(Stored data entries)

----

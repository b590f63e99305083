//! Newtype IDs for type-safe entity references.
//!
//! Identifiers are store-assigned UUIDs. On the wire they are opaque strings;
//! the `define_id!` macro creates wrappers that prevent mixing IDs from
//! different entity types and that reject malformed input at the boundary.

use thiserror::Error;

/// Error returned when a string is not a well-formed identifier.
#[derive(Debug, Clone, PartialEq, Eq, Error)]
#[error("invalid identifier: {value:?}")]
pub struct IdError {
    /// The rejected input.
    pub value: String,
}

/// Macro to define a type-safe ID wrapper.
///
/// Creates a newtype wrapper around `uuid::Uuid` with:
/// - `Serialize`/`Deserialize` with `#[serde(transparent)]`
/// - `Debug`, `Clone`, `Copy`, `PartialEq`, `Eq`, `Hash`
/// - `generate()` for fresh IDs and `parse()` for untrusted input
/// - `Display`/`FromStr` using the hyphenated UUID form
/// - `sqlx` `Type`, `Encode`, and `Decode` implementations (with `postgres` feature)
///
/// # Example
///
/// ```rust
/// # use productstore_core::define_id;
/// define_id!(WidgetId);
/// define_id!(GadgetId);
///
/// let widget = WidgetId::generate();
/// let parsed = WidgetId::parse(&widget.to_string()).unwrap();
/// assert_eq!(widget, parsed);
///
/// // These are different types, so this won't compile:
/// // let _: GadgetId = widget;
/// ```
#[macro_export]
macro_rules! define_id {
    ($name:ident) => {
        #[derive(
            Debug,
            Clone,
            Copy,
            PartialEq,
            Eq,
            Hash,
            ::serde::Serialize,
            ::serde::Deserialize
        )]
        #[serde(transparent)]
        pub struct $name(::uuid::Uuid);

        impl $name {
            /// Generate a new random ID.
            #[must_use]
            pub fn generate() -> Self {
                Self(::uuid::Uuid::new_v4())
            }

            /// Wrap an existing UUID.
            #[must_use]
            pub const fn from_uuid(id: ::uuid::Uuid) -> Self {
                Self(id)
            }

            /// Get the underlying UUID.
            #[must_use]
            pub const fn as_uuid(&self) -> ::uuid::Uuid {
                self.0
            }

            /// Parse an ID from untrusted input.
            ///
            /// # Errors
            ///
            /// Returns [`IdError`]($crate::IdError) if the input is not a UUID.
            pub fn parse(value: &str) -> ::core::result::Result<Self, $crate::IdError> {
                ::uuid::Uuid::parse_str(value.trim())
                    .map(Self)
                    .map_err(|_| $crate::IdError {
                        value: value.to_owned(),
                    })
            }
        }

        impl ::core::fmt::Display for $name {
            fn fmt(&self, f: &mut ::core::fmt::Formatter<'_>) -> ::core::fmt::Result {
                write!(f, "{}", self.0)
            }
        }

        impl ::core::str::FromStr for $name {
            type Err = $crate::IdError;

            fn from_str(s: &str) -> ::core::result::Result<Self, Self::Err> {
                Self::parse(s)
            }
        }

        impl From<::uuid::Uuid> for $name {
            fn from(id: ::uuid::Uuid) -> Self {
                Self(id)
            }
        }

        impl From<$name> for ::uuid::Uuid {
            fn from(id: $name) -> Self {
                id.0
            }
        }

        #[cfg(feature = "postgres")]
        impl ::sqlx::Type<::sqlx::Postgres> for $name {
            fn type_info() -> ::sqlx::postgres::PgTypeInfo {
                <::uuid::Uuid as ::sqlx::Type<::sqlx::Postgres>>::type_info()
            }

            fn compatible(ty: &::sqlx::postgres::PgTypeInfo) -> bool {
                <::uuid::Uuid as ::sqlx::Type<::sqlx::Postgres>>::compatible(ty)
            }
        }

        #[cfg(feature = "postgres")]
        impl<'r> ::sqlx::Decode<'r, ::sqlx::Postgres> for $name {
            fn decode(
                value: ::sqlx::postgres::PgValueRef<'r>,
            ) -> ::core::result::Result<Self, ::sqlx::error::BoxDynError> {
                let id = <::uuid::Uuid as ::sqlx::Decode<::sqlx::Postgres>>::decode(value)?;
                Ok(Self(id))
            }
        }

        #[cfg(feature = "postgres")]
        impl ::sqlx::Encode<'_, ::sqlx::Postgres> for $name {
            fn encode_by_ref(
                &self,
                buf: &mut ::sqlx::postgres::PgArgumentBuffer,
            ) -> ::std::result::Result<::sqlx::encode::IsNull, ::sqlx::error::BoxDynError> {
                <::uuid::Uuid as ::sqlx::Encode<::sqlx::Postgres>>::encode_by_ref(&self.0, buf)
            }
        }
    };
}

define_id!(UserId);
define_id!(ProductId);
define_id!(AccountId);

----

■ Assigned task ■
Would you copy out every line in the records that includes the string "GadgetId"?

■ Worked solution ■
/// define_id!(GadgetId);
/// // let _: GadgetId = widget;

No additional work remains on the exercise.